The story of Saul and the rise of the united monarchy needs to be read in a larger context to understand the theological and ideological stakes. There are continuities in the books of Deuteronomy through Kings that have led scholars to consider them to be a coherent Deuteronomistic History. The theory, first advanced by Martin Noth in 1943, posits that these books were an extended history of Israel, written by a single author or compiler during the Babylonian Exile.1 Later scholars identified additional themes and complex structures in these books, leading them to argue for layers of composition. Most recently, a synthesis by Thomas Römer, Professor of Hebrew Bible at the Collège de France, proposed that the Deuteronomistic History was the product of a scribal school active from before King Josiah down through the Persian period.2
In concrete terms, the continuities within the so-called Deuteronomistic History can be seen in the theology of kingship. The claim of the scriptures from Deuteronomy onwards is that righteous kingship works as a political system, as exemplified in David and Josiah. The book of Judges, for example, anticipates the rise of the monarchy when it twice states, including as the last line of the book, that, “In those days there was no king in Israel; every man did as he pleased” (Judges 17:6; 21:25). However, there is clearly a debate within the text of scripture that problematized the inevitability, or at least the desirability, of the rise of the monarchy. This ideological tension is enacted through warnings and stories in 1 Samuel 8–12, with alternating arguments for and against the rule of monarchs. Scholars think these alternating texts may represent different sources (an early pro-monarchic source and a later anti-monarchic source):
Anti: 1 Samuel 8; 1 Samuel 10:17–27; 1 Samuel 12:1–25
Pro: 1 Samuel 9:1–10:16; 1 Samuel 11:1–15
And this debate is enacted in the lives and reigns of the kings, from Saul onwards. Ultimately, the history of the kings of Israel and Judah confirms the suspicions of the anti-monarchists. In the four centuries of monarchic rule, the children of Israel only experienced six entirely good kings, and none of these were in the northern kingdom (though this may represent the bias of the author of Kings).

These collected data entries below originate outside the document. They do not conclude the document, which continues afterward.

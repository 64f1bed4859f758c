//! Fuzzes register block parsing and re-encoding.
//!
//! Run with:
//!   cargo +nightly fuzz run fuzz_register_block

#![no_main]

use libfuzzer_sys::fuzz_target;
use tic_spi_protocol::{RegisterBlock, classify_interrupt};

fuzz_target!(|data: &[u8]| {
    let Ok(block) = RegisterBlock::parse(data) else {
        return;
    };
    let _ = classify_interrupt(&block.status);
    let _ = block.encode();
});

That this is an overarching theme in the Deuteronomistic History is seen in the fact that before there were even kings in Israel, there was a theology of ideal kingship. This is described in Deuteronomy 17:14–16 (emphasis added):
Be sure to set as king over yourself one of your own people; you must not set a foreigner over you, one who is not your kin. Moreover, he shall not keep many horses or send people back to Egypt to add to his horses, since the Lord has warned you, “You must not go back that way again.” And he shall not have many wives, lest his heart go astray; nor shall he amass silver and gold to excess. When he is seated on his royal throne, he shall have a copy of this Teaching written for him on a scroll by the levitical priests. Let it remain with him and let him read in it all his life, so that he may learn to revere the Lord his God, to observe faithfully every word of this Teaching as well as these laws. Thus he will not act haughtily toward his fellows or deviate from the Instruction to the right or to the left, to the end that he and his descendants may reign long in the midst of Israel.

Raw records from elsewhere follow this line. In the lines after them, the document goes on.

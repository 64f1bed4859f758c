//! Codec configuration loading.

use std::fs;
use std::path::Path;

use tic_spi_protocol::{CodecConfig, RegisterBlock};
use tracing::debug;

use crate::error::CliError;

/// Load a [`CodecConfig`] from a YAML or JSON file, or fall back to the
/// protocol defaults when no file is given.
pub fn load(path: Option<&Path>) -> Result<CodecConfig, CliError> {
    let Some(path) = path else {
        return Ok(CodecConfig::default());
    };

    let text = fs::read_to_string(path)?;
    let extension = path
        .extension()
        .and_then(|e| e.to_str())
        .map(str::to_ascii_lowercase);
    let config: CodecConfig = match extension.as_deref() {
        Some("yaml" | "yml") => serde_yaml::from_str(&text)
            .map_err(|e| CliError::InvalidConfiguration(format!("{}: {e}", path.display())))?,
        Some("json") => serde_json::from_str(&text)
            .map_err(|e| CliError::InvalidConfiguration(format!("{}: {e}", path.display())))?,
        _ => {
            return Err(CliError::InvalidConfiguration(format!(
                "{}: expected a .yaml, .yml or .json file",
                path.display()
            )));
        }
    };
    config.validate()?;
    debug!(?config, "loaded codec configuration");
    Ok(config)
}

/// Narrow `config` with a captured 64-byte register block: limits come from
/// its data size register, the kernel compatibility id from its
/// compatibility revision register.
pub fn apply_register_block(config: CodecConfig, path: &Path) -> Result<CodecConfig, CliError> {
    let bytes = fs::read(path)?;
    let block = RegisterBlock::parse(&bytes)?;
    let config = config.with_register_block(&block);
    debug!(
        kernel_compat_id = ?config.kernel_compat_id,
        max_frame_size = config.max_frame_size,
        "applied register block"
    );
    Ok(config)
}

Notice how the king is subject to the law rather than being a source of law, as the ancient Babylonian king Hammurabi (d. 1750 BC) was. Notice, too, how the warnings against royal excesses are echoed in 1 Samuel 8:10–18 and seem to have David and Solomon in mind. Knowing the Deuteronomist, the warning is doubtless against the marriage to foreign wives who lead kings astray, something that is well illustrated in the story of Solomon and other kings and epitomized in the figure of Jezebel.3 The ideal king imagined by these verses is probably Josiah (2 Kings 22–23).
The embrace of kingship was not only a rejection of God as king but a rejection of a covenant relationship with God that relied on the righteousness of the people. What Israel wanted was for Samuel to “appoint a king for [them], to govern [them] like all other nations” (1 Samuel 8:6). Naturally, Samuel was offended—he ruled as judge and wanted his sons to succeed him. But God reminded Samuel that “It is not you that they have rejected; it is Me they have rejected as their king” (1 Samuel 8:7). Instead of being loyal to God, the people sought a political system in which the burden of righteousness was placed upon the king. The king was loyal to God, and the people in turn showed loyalty to the king (we see many instances of how a king or future king punished those who were not loyal to the Lord’s anointed king). The people seemed to want to abdicate their own responsibility, their individual duty to be loyal to their heavenly king, and place that duty upon an earthly king. But Samuel disturbs the people’s hopes of escaping from their moral responsibility by telling them that “If you will revere the Lord, worship Him, and obey Him, and will not flout the Lord’s command, if both you and the king who reigns over you will follow the Lord your God, [well and good]. But if you do not obey the Lord and you flout the Lord’s command, the hand of the Lord will strike you as it did your fathers” (1 Samuel 12:15).
Saul Among the Prophets
The first argument for kingship is Saul himself. Not the jealous, vengeful Saul that we meet later in his story, but the modest and handsome Benjaminite, who stands above his fellows not only in height but also in faithfulness, seeking guidance at the hand of the seer as he takes care of his father’s flocks. When Samuel suggests that Saul is the leader that all Israel are seeking (1 Samuel 9:20), Saul demurs, objecting that “I am only a Benjaminite, from the smallest of the tribes of Israel, and my clan is the least of all the clans of the tribe of Benjamin! Why do you say such things to me?” (1 Samuel 9:21).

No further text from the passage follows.